The three best minutes of TV I have ever seen

Summertime. Gabi and I watch one or two TV shows every night throughout the year after the kids are in bed. Our favorites (24, Lost, Fringe, Survivor, CSI) are all in reruns or canceled now. Summer is the time to find a newish show, one that has been on-air for awhile which we’ve heard about but never watched. One that we can see from the beginning of the series. We discovered 24 and House this way in previous summers.

This is the summer of Mad Men, a biography of advertising men in New York, starting in March 1960 and moving forward. It can be viewed as science fiction in reverse: everyone smokes, everyone drinks too much, no car seats or seat belts in cars, no cellphones, no computers, no internet, and dozens of other things we take for granted.

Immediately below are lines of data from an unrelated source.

//! Per-evaluation data of residual models.

use std::fmt;
use std::sync::Arc;

use nalgebra::{DMatrix, DVector, RealField};

use super::residual::ResidualModel;
use super::state::State;

/// Opaque context shared by all the data objects evaluated at the same node.
///
/// Residuals that need quantities computed elsewhere (e.g., by the dynamics)
/// get them from the collector. Residual models in this crate pass it through
/// without interpretation.
pub trait DataCollector: fmt::Debug + Send + Sync {}

/// Collector without any content.
#[derive(Debug, Clone, Copy, Default)]
pub struct DataCollectorEmpty;

impl DataCollectorEmpty {
    /// Creates a handle to an empty collector.
    pub fn shared() -> Arc<dyn DataCollector> {
        Arc::new(Self)
    }
}

impl DataCollector for DataCollectorEmpty {}

/// Buffers for a residual evaluated at one node.
///
/// A data object is created by [`ResidualModel::create_data`] and is meant to
/// be owned by exactly one evaluation context. The model is only read during
/// evaluation, so many data objects can be evaluated concurrently with the
/// same model.
#[derive(Debug, Clone)]
pub struct ResidualData<T: RealField + Copy> {
    /// Residual vector.
    pub r: DVector<T>,
    /// Jacobian of the residual with respect to the state.
    pub rx: DMatrix<T>,
    /// Jacobian of the residual with respect to the control.
    pub ru: DMatrix<T>,
    collector: Arc<dyn DataCollector>,
}

impl<T: RealField + Copy> ResidualData<T> {
    /// Allocates zeroed buffers sized for given model.
    pub fn new<M>(model: &M, collector: Arc<dyn DataCollector>) -> Self
    where
        M: ResidualModel<Scalar = T> + ?Sized,
    {
        let nr = model.nr();
        let ndx = model.state().ndx();
        let nu = model.nu();

        Self {
            r: DVector::zeros(nr),
            rx: DMatrix::zeros(nr, ndx),
            ru: DMatrix::zeros(nr, nu),
            collector,
        }
    }

    /// Gets the collector this data is bound to.
    pub fn collector(&self) -> &Arc<dyn DataCollector> {
        &self.collector
    }
}
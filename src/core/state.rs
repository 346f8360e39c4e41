//! State abstraction consumed by residual models.
//!
//! Residuals only need to know the sizes of the state: the dimension of its
//! representation (`nx`), the dimension of its tangent space (`ndx`) and the
//! split into configuration (`nq`) and velocity (`nv`) parts. The velocity
//! dimension is the default number of controls of a fully actuated system.
//!
//! ```rust
//! use residuum::{State, StateVector};
//!
//! let state = StateVector::new(6);
//!
//! assert_eq!(state.nx(), 6);
//! assert_eq!(state.ndx(), 6);
//! assert_eq!(state.nv(), 3);
//! ```

use getset::CopyGetters;

/// The trait for state representations.
///
/// Manifold operations (integration, difference) are the business of the
/// state implementation and are not required by residual models.
pub trait State {
    /// Dimension of the state representation.
    fn nx(&self) -> usize;

    /// Dimension of the tangent space of the state.
    fn ndx(&self) -> usize;

    /// Dimension of the configuration part.
    fn nq(&self) -> usize;

    /// Dimension of the velocity part of the tangent space.
    fn nv(&self) -> usize;
}

/// Euclidean state.
#[derive(Debug, Clone, Copy, PartialEq, Eq, CopyGetters)]
#[getset(get_copy = "pub")]
pub struct StateVector {
    /// Dimension of the state vector.
    nx: usize,
    /// Dimension of the tangent space.
    ndx: usize,
    /// Dimension of the configuration part.
    nq: usize,
    /// Dimension of the velocity part.
    nv: usize,
}

impl StateVector {
    /// Creates a vector state of given dimension. The tangent space has the
    /// same dimension and both configuration and velocity take one half of
    /// it.
    pub fn new(nx: usize) -> Self {
        Self {
            nx,
            ndx: nx,
            nq: nx / 2,
            nv: nx / 2,
        }
    }

    /// Creates a state with explicit configuration and velocity dimensions.
    pub fn with_parts(nq: usize, nv: usize) -> Self {
        Self {
            nx: nq + nv,
            ndx: 2 * nv,
            nq,
            nv,
        }
    }
}

// Getters generated by getset are inherent, so these calls do not recurse.
impl State for StateVector {
    fn nx(&self) -> usize {
        self.nx()
    }

    fn ndx(&self) -> usize {
        self.ndx()
    }

    fn nq(&self) -> usize {
        self.nq()
    }

    fn nv(&self) -> usize {
        self.nv()
    }
}

#[cfg(test)]
mod tests {
    use super::*;

    #[test]
    fn vector_state_halves_tangent() {
        let state = StateVector::new(7);

        assert_eq!(State::nx(&state), 7);
        assert_eq!(State::ndx(&state), 7);
        assert_eq!(State::nq(&state), 3);
        assert_eq!(State::nv(&state), 3);
    }

    #[test]
    fn state_with_parts() {
        let state = StateVector::with_parts(7, 6);

        assert_eq!(State::nx(&state), 13);
        assert_eq!(State::ndx(&state), 12);
        assert_eq!(State::nv(&state), 6);
    }
}
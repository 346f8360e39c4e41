#![allow(clippy::many_single_char_names)]
#![warn(missing_docs)]

//! # Residuum
//!
//! Scalar-generic residual models for trajectory optimization and optimal
//! control.
//!
//! A residual is a vector-valued function `r(x, u)` of the state `x` and the
//! control `u` at a node of a trajectory. The enclosing cost framework
//! penalizes its magnitude (e.g., by a weighted squared norm) and a solver
//! (DDP, FDDP, ...) needs its value and its Jacobians `Rx` and `Ru` at every
//! node in every iteration.
//!
//! ## Model and data
//!
//! Every residual is split into two parts:
//!
//! * the *model* (any type implementing [`ResidualModel`]) holds the
//!   parameters of the residual (e.g., a reference) and is immutable during
//!   evaluation,
//! * the *data* ([`ResidualData`]) hold the buffers for the residual vector
//!   and the Jacobians and are created by the model, one per evaluation
//!   context.
//!
//! One model can therefore be evaluated concurrently at many nodes, each with
//! its own data, without any locking.
//!
//! ```rust
//! use std::sync::Arc;
//! use std::thread;
//!
//! use residuum::nalgebra as na;
//! use residuum::prelude::*;
//!
//! let state = Arc::new(StateVector::new(4));
//! let residual = ResidualModelControl::new(state, na::dvector![1.0, -1.0]).unwrap();
//!
//! // One data per node.
//! let mut datas: Vec<_> = (0..8)
//!     .map(|_| residual.create_data(DataCollectorEmpty::shared()))
//!     .collect();
//!
//! let x = na::DVector::zeros(4);
//! let u = na::dvector![1.0, 1.0];
//!
//! thread::scope(|s| {
//!     for data in datas.iter_mut() {
//!         let (residual, x, u) = (&residual, &x, &u);
//!         s.spawn(move || {
//!             residual.calc(data, x, u).unwrap();
//!             residual.calc_diff(data, x, u).unwrap();
//!         });
//!     }
//! });
//!
//! for data in datas.iter() {
//!     assert_eq!(data.r, na::dvector![0.0, 2.0]);
//! }
//! ```
//!
//! ## Residuals
//!
//! * [Control](residual::control) -- Deviation of the control from a
//!   reference, used for regularizing control effort.
//!
//! ## Derivatives
//!
//! Jacobians of residuals are computed analytically. The
//! [derivatives](crate::derivatives) module offers finite difference
//! approximations to verify them.
//!
//! ## License
//!
//! Licensed under MIT.

mod core;
pub mod derivatives;
pub mod residual;

pub use self::core::*;
pub use residual::ResidualModelControl;

#[cfg(feature = "testing")]
pub mod testing;

#[cfg(not(feature = "testing"))]
pub(crate) mod testing;

pub use nalgebra;

/// Prelude of the most used types and traits.
pub mod prelude {
    pub use crate::core::{
        DataCollector, DataCollectorEmpty, ResidualBase, ResidualData, ResidualError,
        ResidualModel, State, StateVector,
    };
    pub use crate::residual::ResidualModelControl;
}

But concept and setting do not make a show. Personalities do. Writing does. And this is one of the most finely written pieces of TV I have ever witnessed. And it begs my imagination to try to describe it in any cohesive way, other than to say I like it. The clip above (linked here) is so fine and elegant and moving, but I can’t tell you why, since it requires viewing the previous 12 episodes to know why, simultaneously on four or five different levels, this presentation is so hard for Donald Draper.

Part of my attachment is, no doubt, the passing of my father this year, for this is his era. In 1960 he was 36 years old, the same age as the protagonist, Donald Draper. While the show is clearly a reflection of our time, it is my father’s world being shown. Smoke. Martinis. Scotch. And more.

Nine hours before we watch the next episode.